Description of problem: I have an issue when ugprading JON 3.1 to JON 3.1.1 Version-Release number of selected component (if applicable): JON 3.1.0 + JON 3.1.1.ER2 How reproducible:always Steps to Reproduce: 1. Install JON 3.0 with soa & eap pluginpacks 2. Upgrade to JON 3.1.1.ER2 2.1 unzip JON 3.1.1.ER2 to separate folder 2.2 copy 3.1.1.ER2 pluginpacks to /plugins directory 2.3 shutdown JON 3.1.0 and start JON 3.1.1 2.4 upgrade 3. check Administration-> Agent plugins Actual results: JBossAS7 plugin is still in version 3.1.0 In server log, there is interesting line repeated a few times INFO [org.rhq.enterprise.server.core.plugin.ProductPluginDeployer] File [/home/hudson/jon-server-3.1.1.ER2/jbossas/server/default/deplo y/rhq.ear/rhq-downloads/rhq-plugins/soa-p-5.3.0.GA-rhq-jbossesb-plugin-as4.jar] is not a valid jarfile - the file may not have been fully written yet.
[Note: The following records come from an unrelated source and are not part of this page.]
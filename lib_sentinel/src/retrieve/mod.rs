//! # Data Retrieval Module
//!
//! Generic HTTP retrieval with retries and standardized responses. The pull
//! ingestor delegates all network concerns to this layer and only parses the
//! envelope it gets back.

/// Generic HTTP API client with retry middleware.
pub mod ky_http;

pub use ky_http::{ApiClient, ApiResponse};
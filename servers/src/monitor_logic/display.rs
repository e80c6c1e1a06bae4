use colored::*;
use lib_sentinel::model::{AlertLevel, ConnectionStatus, Snapshot};

/// One line per flush: time, alert level, intruders, power, source and link state.
pub fn summary_line(snapshot: &Snapshot) -> String {
    let level = format!("{:?}", snapshot.alerts.alert_level);
    let level = match snapshot.alerts.alert_level {
        AlertLevel::Critical => level.bright_white().on_bright_red(),
        AlertLevel::High => level.bright_red(),
        AlertLevel::Elevated => level.bright_yellow(),
        AlertLevel::Normal => level.bright_green(),
    };

    let meta = &snapshot.metadata;
    let link = format!("{:?}/{:?}", meta.data_source, meta.connection_status).to_lowercase();
    let link = match meta.connection_status {
        ConnectionStatus::Connected => link.bright_cyan(),
        ConnectionStatus::Connecting => link.yellow(),
        ConnectionStatus::Disconnected => link.truecolor(128, 128, 128),
    };

    let mut line = format!(
        "{} {:<8} intruders={} power={:?} {}",
        snapshot.system_status.last_update.truecolor(128, 128, 128),
        level,
        snapshot.intruders.len(),
        snapshot.system_status.power_mode,
        link,
    );
    if let Some(errors) = meta.error_count.filter(|n| *n > 0) {
        line.push_str(&format!(" errors={}", errors).red().to_string());
    }
    if let Some(alert) = snapshot.alerts.recent_alerts.last() {
        line.push_str(&format!(" last=\"{}\"", alert.message));
    }
    line
}
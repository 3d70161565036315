//! Wire format of the per-day index document.
//!
//! The producer maintains one `index.json` per day at
//! `{base}/{YYYY}/{MM}/{DD}/index.json`:
//!
//! ```json
//! {
//!   "date": "2026-08-30",
//!   "snapshots": [
//!     { "time": "10:30", "preset": "1", "path": "2026/08/30/midday_2026-08-30_snapshot_1.jpg" }
//!   ]
//! }
//! ```
//!
//! `date` is optional but authoritative for the cache key when present. The
//! period of each snapshot is not a field of its own; it is recovered from
//! the filename tag (see [`SnapshotEntry::period_tag`]).

use crate::model::{CameraId, DayKey, DayManifest, Period, SnapshotEntry};
use serde::Deserialize;
use tracing::warn;

/// A day's index document as served by storage.
#[derive(Debug, Clone, Deserialize)]
pub struct DayIndexDoc {
    #[serde(default)]
    pub date: Option<String>,
    #[serde(default)]
    pub snapshots: Vec<RawSnapshot>,
}

/// One raw snapshot record inside the index.
#[derive(Debug, Clone, Deserialize)]
pub struct RawSnapshot {
    pub path: String,
    pub preset: String,
    #[serde(default)]
    pub time: Option<String>,
}

impl DayIndexDoc {
    /// The day this document describes. The declared `date` field wins when
    /// it parses; otherwise the requested day is kept.
    pub fn authoritative_day(&self, requested: DayKey) -> DayKey {
        match self.date.as_deref().map(str::parse::<DayKey>) {
            Some(Ok(declared)) => declared,
            Some(Err(_)) => {
                warn!(
                    date = self.date.as_deref().unwrap_or_default(),
                    %requested,
                    "Index declares an unparseable date, keying under the requested day"
                );
                requested
            }
            None => requested,
        }
    }

    /// Groups the raw records into a [`DayManifest`], keyed by the period tag
    /// in each filename and sorted by camera id within each period. Records
    /// with an unrecognized period tag are dropped with a warning.
    pub fn into_manifest(self) -> DayManifest {
        let mut manifest = DayManifest::new();
        for raw in self.snapshots {
            let entry = SnapshotEntry {
                camera: CameraId::new(raw.preset),
                captured_at: raw.time,
                path: raw.path,
            };
            match entry.period_tag().and_then(Period::from_tag) {
                Some(period) => manifest.push(period, entry),
                None => {
                    warn!(path = %entry.path, "Snapshot has no recognizable period tag, skipping");
                }
            }
        }
        manifest.sort_by_camera();
        manifest
    }
}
Cause: j ava.util.zip.ZipException: error in opening zip file It looks like this error prevents upgrading all other plugins that have been picked from /plugins directory. I've reproduced it twice in a row with SOA pluginpack installed in 3.1.0 and new plugins available in /plugins in 3.1.1 folder. I've also tried a scenario without installing/upgrading SOA pluginpack, and I didn't reproduce this BZ => all eap plugins got correctly upgraded. Expected results: all plugins (including pluginpack plugins got upgraded) Additional info: Workaround: all you need to do is restart JON 3.1.1.ER2 server and then all plugins get upgraded. - well I cannot observe it for soa-p-5.3.0.GA-rhq-jbossesb-plugin-as4.jar because it's version was not bumped. Maybe this line in log means that this jar was deployed ... *Discovered agent plugin [JBossESB]*
Created attachment 604605 [details] 3.1.1 server.log
this is not a regression, I had similar issue when upgrading from 3.0.0 to 3.0.1 (not sure what plugin jar was causing it)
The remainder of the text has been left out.